Drew Sarich, Nicole Bonnet, Mark Seibert, Anetta Szabó, Reinwald Kranner © Christian Husar

Drew Sarich, Nicole Bonnet, Mark Seibert, Anetta Szabó, Reinwald Kranner © Christian Husar

Ann Mandrella, Femke Soetenga © Christian Husar

Ann Mandrella, Femke Soetenga © Christian Husar

Für die Bühne Baden ist „Chess“ zur Sensation dieses Sommers geworden. Andreas Gergen, designierter Intendant, hat mit der Regie einen vielversprechenden Vorgeschmack auf seine zukünftige Tätigkeit an diesem Haus gegeben.
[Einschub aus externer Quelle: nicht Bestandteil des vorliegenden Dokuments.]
//! Fixed-width integer helpers: full 64×64 products and a 192-bit unsigned
//! accumulator.
//!
//! All `UInt192` arithmetic wraps modulo 2^192. Sums of squares and cubes
//! of sample counts (tie corrections) stay far below that bound.

use super::dd::{scalb, DD};

/// Full 128-bit product of two `u64` values as `(high, low)` words.
///
/// # Examples
/// ```
/// use u_nonparam::extended::mul_wide;
/// assert_eq!(mul_wide(u64::MAX, 2), (1, u64::MAX - 1));
/// ```
pub fn mul_wide(a: u64, b: u64) -> (u64, u64) {
    let p = u128::from(a) * u128::from(b);
    ((p >> 64) as u64, p as u64)
}

/// High 64 bits of the product `a * b`.
pub fn mul_high(a: u64, b: u64) -> u64 {
    mul_wide(a, b).0
}

/// Unsigned 192-bit integer `hi * 2^128 + lo`.
///
/// Field order makes the derived ordering numeric.
#[derive(Debug, Clone, Copy, PartialEq, Eq, PartialOrd, Ord, Hash, Default)]
pub struct UInt192 {
    hi: u64,
    lo: u128,
}

impl UInt192 {
    pub const ZERO: UInt192 = UInt192 { hi: 0, lo: 0 };

    pub const fn from_u128(v: u128) -> Self {
        Self { hi: 0, lo: v }
    }

    /// Builds a value from three 64-bit words, most significant first.
    pub const fn from_words(w2: u64, w1: u64, w0: u64) -> Self {
        Self {
            hi: w2,
            lo: ((w1 as u128) << 64) | w0 as u128,
        }
    }

    /// The three 64-bit words, most significant first.
    pub fn words(&self) -> [u64; 3] {
        [self.hi, (self.lo >> 64) as u64, self.lo as u64]
    }

    pub fn is_zero(&self) -> bool {
        self.hi == 0 && self.lo == 0
    }

    pub fn add_u64(self, v: u64) -> Self {
        self.add_u128(u128::from(v))
    }

    pub fn add_u128(self, v: u128) -> Self {
        let (lo, carry) = self.lo.overflowing_add(v);
        Self {
            hi: self.hi.wrapping_add(u64::from(carry)),
            lo,
        }
    }

    pub fn wrapping_add(self, other: Self) -> Self {
        let (lo, carry) = self.lo.overflowing_add(other.lo);
        Self {
            hi: self
                .hi
                .wrapping_add(other.hi)
                .wrapping_add(u64::from(carry)),
            lo,
        }
    }

    pub fn wrapping_sub(self, other: Self) -> Self {
        let (lo, borrow) = self.lo.overflowing_sub(other.lo);
        Self {
            hi: self
                .hi
                .wrapping_sub(other.hi)
                .wrapping_sub(u64::from(borrow)),
            lo,
        }
    }

    /// Adds `v^2`.
    pub fn add_square(self, v: u64) -> Self {
        self.add_u128(u128::from(v) * u128::from(v))
    }

    /// Multiplies by a 32-bit scalar.
    pub fn mul_u32(self, s: u32) -> Self {
        self.mul_u64(u64::from(s))
    }

    /// Multiplies by a 64-bit scalar.
    pub fn mul_u64(self, s: u64) -> Self {
        let s = u128::from(s);
        let p0 = (self.lo as u64 as u128) * s;
        let p1 = ((self.lo >> 64) as u64 as u128) * s + (p0 >> 64);
        let p2 = u128::from(self.hi) * s + (p1 >> 64);
        Self {
            hi: p2 as u64,
            lo: ((p1 as u64 as u128) << 64) | (p0 as u64 as u128),
        }
    }

    fn shl(self, s: u32) -> Self {
        match s {
            0 => self,
            1..=127 => Self {
                hi: ((u128::from(self.hi) << s) | (self.lo >> (128 - s))) as u64,
                lo: self.lo << s,
            },
            128..=191 => Self {
                hi: (self.lo << (s - 128)) as u64,
                lo: 0,
            },
            _ => Self::ZERO,
        }
    }

    fn bit_length(&self) -> u32 {
        if self.hi != 0 {
            192 - self.hi.leading_zeros()
        } else {
            128 - self.lo.leading_zeros()
        }
    }

    /// Nearest `f64`, ties to even.
    ///
    /// # Algorithm
    /// Extracts the leading 54 bits; the 54th is the rounding bit and every
    /// discarded bit below it folds into a sticky flag.
    ///
    /// # Examples
    /// ```
    /// use u_nonparam::extended::UInt192;
    /// // 2^53 + 1 is a tie between 2^53 and 2^53 + 2; even wins.
    /// let v = UInt192::from_u128((1u128 << 53) + 1);
    /// assert_eq!(v.to_f64(), 9007199254740992.0);
    /// ```
    pub fn to_f64(&self) -> f64 {
        let bits = self.bit_length();
        if bits <= 53 {
            return self.lo as u64 as f64;
        }
        let shift = bits - 54;
        let (top, sticky) = if shift == 0 {
            (self.lo as u64, false)
        } else if shift >= 128 {
            let s = shift - 128;
            let mask = (1u64 << s) - 1;
            (self.hi >> s, self.lo != 0 || self.hi & mask != 0)
        } else {
            let top = ((u128::from(self.hi) << (128 - shift)) | (self.lo >> shift)) as u64;
            let mask = (1u128 << shift) - 1;
            (top, self.lo & mask != 0)
        };
        let mut mantissa = top >> 1;
        if top & 1 == 1 && (sticky || mantissa & 1 == 1) {
            mantissa += 1;
        }
        scalb(mantissa as f64, i64::from(shift) + 1)
    }

    /// Exact value of an integral, non-negative `f64` below 2^192.
    fn from_integral_f64(x: f64) -> Self {
        if x < 1.0 {
            return Self::ZERO;
        }
        let bits = x.to_bits();
        let biased = ((bits >> 52) & 0x7ff) as i64;
        let mantissa = (bits & ((1u64 << 52) - 1)) | (1u64 << 52);
        let e = biased - 1075;
        if e <= 0 {
            Self::from_u128(u128::from(mantissa >> (-e)))
        } else {
            Self::from_u128(u128::from(mantissa)).shl(e as u32)
        }
    }

    /// Value as a double-double: the rounded value plus the rounded
    /// remainder.
    pub fn to_dd(&self) -> DD {
        let hi = self.to_f64();
        if hi.is_infinite() {
            return DD::from_f64(hi);
        }
        let back = Self::from_integral_f64(hi);
        let lo = if *self >= back {
            self.wrapping_sub(back).to_f64()
        } else {
            -back.wrapping_sub(*self).to_f64()
        };
        DD::from_sum(hi, lo)
    }
}

impl From<u64> for UInt192 {
    fn from(v: u64) -> Self {
        Self::from_u128(u128::from(v))
    }
}
//! Data structures.
//!
//! - [`ReclaimableCache`]: shared extend-only memo table with reclaim

pub mod reclaimable;

pub use reclaimable::{ExtendOnly, ReclaimableCache};
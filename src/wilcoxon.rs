//! Wilcoxon signed-rank test.
//!
//! W+ is the sum of the ranks of |zᵢ| over the positive differences.
//! Zero differences follow Pratt (1959): they take part in the ranking
//! but add nothing to W+, and their rank mass is removed from the mean
//! and variance of the normal approximation.
//!
//! # Exact distribution
//! Without zeros or ties, W+ counts the rank subsets {1..n} whose sum is
//! t. The counts uₙ(t) satisfy
//!
//! ```text
//! uₙ(t) = uₙ₋₁(t) + uₙ₋₁(t − n)
//! ```
//!
//! and are symmetric about n(n+1)/4, so row n stores t ≤ n(n+1)/4. Each
//! ordering of signs has probability 2⁻ⁿ.
//!
//! References:
//! - Wilcoxon (1945), "Individual comparisons by ranking methods",
//!   *Biometrics Bulletin* 1(6).
//! - Pratt (1959), "Remarks on zeros and ties in the Wilcoxon signed rank
//!   procedures", *JASA* 54(287).

use std::sync::Arc;

use crate::collections::{ExtendOnly, ReclaimableCache};
use crate::error::{check_mu, check_sample, Result, TestError};
use crate::hypothesis::{normal_p_value, symmetric_exact_p_value, Alternative, PValueMethod};
use crate::ranking::{rank, tie_correction};

/// AUTO uses the exact distribution while n is below this.
const AUTO_EXACT_LIMIT: usize = 50;

/// Largest n for which the exact table is built.
const MAX_EXACT_N: usize = 512;

static SUBSET_SUMS: ReclaimableCache<SubsetSumTable> = ReclaimableCache::new();

/// `rows[n][t]` = uₙ(t) for t ≤ n(n+1)/4.
#[derive(Debug, Clone, Default)]
struct SubsetSumTable {
    rows: Vec<Arc<[f64]>>,
}

fn rank_total(n: usize) -> i64 {
    (n * (n + 1) / 2) as i64
}

impl SubsetSumTable {
    fn count(&self, n: usize, t: i64) -> f64 {
        let total = rank_total(n);
        if t < 0 || t > total {
            return 0.0;
        }
        self.rows[n][t.min(total - t) as usize]
    }

    fn grow(mut self, n: usize) -> Self {
        for k in self.rows.len()..=n {
            let row: Vec<f64> = if k == 0 {
                vec![1.0]
            } else {
                (0..=rank_total(k) / 2)
                    .map(|t| self.count(k - 1, t) + self.count(k - 1, t - k as i64))
                    .collect()
            };
            self.rows.push(Arc::from(row));
        }
        self
    }
}

impl ExtendOnly for SubsetSumTable {
    fn union(&self, other: &Self) -> Self {
        if self.rows.len() >= other.rows.len() {
            self.clone()
        } else {
            other.clone()
        }
    }
}

/// uₙ(0..=n(n+1)/4), growing the shared table if needed.
fn subset_sums(n: usize) -> Option<Arc<[f64]>> {
    let current = SUBSET_SUMS.snapshot();
    if let Some(row) = current.as_ref().and_then(|t| t.rows.get(n).cloned()) {
        return Some(row);
    }
    let base = current.map(|t| (*t).clone()).unwrap_or_default();
    log::debug!("growing Wilcoxon subset-sum table to n={n}");
    SUBSET_SUMS.publish(base.grow(n)).rows.get(n).cloned()
}

/// Exact P(W+ ≤ w) for n non-zero, untied differences; `None` if n is
/// beyond the exact limit.
fn exact_cdf(w: i64, n: usize) -> Option<f64> {
    if n > MAX_EXACT_N {
        return None;
    }
    let total = rank_total(n);
    if w < 0 {
        return Some(0.0);
    }
    if w >= total {
        return Some(1.0);
    }
    if 2 * w > total {
        return exact_cdf(total - w - 1, n).map(|p| 1.0 - p);
    }
    let row = subset_sums(n)?;
    let hits: f64 = row[..=w as usize].iter().sum();
    Some(hits / 2.0_f64.powi(n as i32))
}

/// Drops the shared exact-distribution table. Returns `true` if one was
/// cached.
pub fn reclaim_exact_cache() -> bool {
    SUBSET_SUMS.reclaim()
}

/// Signed-rank summary of a vector of differences.
#[derive(Debug, Clone, PartialEq)]
struct SignedRanks {
    w_plus: f64,
    zeros: usize,
    /// Σ(t³ − t) over tie groups of non-zero |d|.
    tie_correction: f64,
    has_ties: bool,
}

fn signed_ranks(d: &[f64]) -> SignedRanks {
    let abs: Vec<f64> = d.iter().map(|v| v.abs()).collect();
    let ranking = rank(&abs);
    let w_plus = d
        .iter()
        .zip(ranking.ranks.iter())
        .filter(|(v, _)| **v > 0.0)
        .map(|(_, r)| r)
        .sum();
    let nonzero: Vec<f64> = abs.iter().copied().filter(|v| *v != 0.0).collect();
    let c = tie_correction(&nonzero);
    SignedRanks {
        w_plus,
        zeros: d.len() - nonzero.len(),
        tie_correction: c.to_f64(),
        has_ties: !c.is_zero(),
    }
}

/// W+ of a sample of differences.
///
/// # Examples
/// ```
/// use u_nonparam::wilcoxon::wilcoxon_statistic;
/// // ranks of |z| are 1, 2, 3, 4; positives hold ranks 1 and 3
/// assert_eq!(wilcoxon_statistic(&[1.0, -2.0, 3.0, -4.0]).unwrap(), 4.0);
/// ```
pub fn wilcoxon_statistic(z: &[f64]) -> Result<f64> {
    check_sample("z", z, 1)?;
    Ok(signed_ranks(z).w_plus)
}

/// W+ of the paired differences `x − y`.
pub fn wilcoxon_statistic_paired(x: &[f64], y: &[f64]) -> Result<f64> {
    let d = paired_differences(x, y, 0.0)?;
    Ok(signed_ranks(&d).w_plus)
}

fn paired_differences(x: &[f64], y: &[f64], mu: f64) -> Result<Vec<f64>> {
    check_sample("x", x, 1)?;
    check_sample("y", y, 1)?;
    if x.len() != y.len() {
        return Err(TestError::LengthMismatch {
            x: x.len(),
            y: y.len(),
        });
    }
    let d: Vec<f64> = x.iter().zip(y.iter()).map(|(a, b)| a - b - mu).collect();
    check_sample("x - y", &d, 1)?;
    Ok(d)
}

/// Outcome of a Wilcoxon signed-rank test.
#[derive(Debug, Clone, Copy, PartialEq)]
pub struct WilcoxonResult {
    /// W+ of the differences shifted by `mu`.
    pub statistic: f64,
    /// Whether non-zero |differences| contain ties.
    pub has_tied_values: bool,
    pub has_zero_values: bool,
    pub p_value: f64,
}

/// Wilcoxon signed-rank test configuration.
///
/// # Examples
/// ```
/// use u_nonparam::wilcoxon::WilcoxonSignedRankTest;
///
/// let r = WilcoxonSignedRankTest::new()
///     .test(&[1.0, -2.0, 3.0, -4.0])
///     .unwrap();
/// assert_eq!(r.statistic, 4.0);
/// // 2 · 7/16
/// assert!((r.p_value - 0.875).abs() < 1e-15);
/// ```
#[derive(Debug, Clone, Copy, PartialEq)]
pub struct WilcoxonSignedRankTest {
    alternative: Alternative,
    method: PValueMethod,
    continuity_correction: bool,
    mu: f64,
}

impl Default for WilcoxonSignedRankTest {
    fn default() -> Self {
        Self {
            alternative: Alternative::TwoSided,
            method: PValueMethod::Auto,
            continuity_correction: true,
            mu: 0.0,
        }
    }
}

impl WilcoxonSignedRankTest {
    pub fn new() -> Self {
        Self::default()
    }

    pub fn with_alternative(self, alternative: Alternative) -> Self {
        Self {
            alternative,
            ..self
        }
    }

    /// `PValueMethod::Estimate` is rejected when the test runs.
    pub fn with_method(self, method: PValueMethod) -> Self {
        Self { method, ..self }
    }

    pub fn with_continuity_correction(self, continuity_correction: bool) -> Self {
        Self {
            continuity_correction,
            ..self
        }
    }

    /// Hypothesized location of the differences.
    pub fn with_mu(self, mu: f64) -> Self {
        Self { mu, ..self }
    }

    /// One-sample test on the differences `z − mu`.
    pub fn test(&self, z: &[f64]) -> Result<WilcoxonResult> {
        check_sample("z", z, 1)?;
        check_mu(self.mu)?;
        let d: Vec<f64> = z.iter().map(|v| v - self.mu).collect();
        check_sample("z - mu", &d, 1)?;
        self.run(&d)
    }

    /// Paired test on `x − y − mu`.
    pub fn test_paired(&self, x: &[f64], y: &[f64]) -> Result<WilcoxonResult> {
        check_mu(self.mu)?;
        let d = paired_differences(x, y, self.mu)?;
        self.run(&d)
    }

    fn run(&self, d: &[f64]) -> Result<WilcoxonResult> {
        if self.method == PValueMethod::Estimate {
            return Err(TestError::InvalidParameter(
                "Wilcoxon signed-rank test does not support p-value estimation".to_string(),
            ));
        }
        let n = d.len();
        let s = signed_ranks(d);
        let exact_allowed = !s.has_ties && s.zeros == 0;

        let method = match self.method {
            PValueMethod::Auto if exact_allowed && n < AUTO_EXACT_LIMIT => PValueMethod::Exact,
            PValueMethod::Auto => PValueMethod::Asymptotic,
            other => other,
        };
        log::debug!(
            "Wilcoxon: n={n}, zeros={}, ties={}, method={method:?}",
            s.zeros,
            s.has_ties
        );

        let exact = if method == PValueMethod::Exact && exact_allowed {
            symmetric_exact_p_value(s.w_plus.round() as i64, rank_total(n), self.alternative, |k| {
                exact_cdf(k, n)
            })
        } else {
            None
        };
        let p_value = match exact {
            Some(p) => p,
            None => {
                if method == PValueMethod::Exact {
                    log::debug!("Wilcoxon: exact p-value unavailable; using asymptotic");
                }
                self.asymptotic(&s, n)
            }
        };
        Ok(WilcoxonResult {
            statistic: s.w_plus,
            has_tied_values: s.has_ties,
            has_zero_values: s.zeros > 0,
            p_value,
        })
    }

    fn asymptotic(&self, s: &SignedRanks, n: usize) -> f64 {
        let nf = n as f64;
        let z0 = s.zeros as f64;
        let mean = (nf * (nf + 1.0) - z0 * (z0 + 1.0)) / 4.0;
        let variance = (nf * (nf + 1.0) * (2.0 * nf + 1.0) - z0 * (z0 + 1.0) * (2.0 * z0 + 1.0))
            / 24.0
            - s.tie_correction / 48.0;
        normal_p_value(
            s.w_plus - mean,
            variance,
            self.alternative,
            self.continuity_correction,
        )
    }
}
Die berühmten vierundsechzig Felder dominieren die Bühne (Momme Hinrichs), auf der die beiden Schauplätze von Schachweltmeisterschaften dazu projiziert werden. Dazwischen ist ein Ensemble am Werk, das seiner Zuhörerschaft streckenweise den Atem nimmt. Allein das Ballett ist vielseitig gefordert. Schachfiguren umtanzen die Protagonisten und eine knallige Volkstanzgruppe in Merano, wo der fidele Bürgermeister Beppo Binder das Sagen hat, übt sich in folkloristischem Schuhplatteln. Der Chor überrascht durch Auftritte aus dem Auditorium und vertritt eine von plötzlicher Schachmanie erfasste Gesellschaft. Am Pult des Orchesters der Bühne steht Victor Petrov, der Herrscher über einen mächtigen Sound, der nicht zuletzt für die von dieser Aufführung verursachte Begeisterung verantwortlich ist.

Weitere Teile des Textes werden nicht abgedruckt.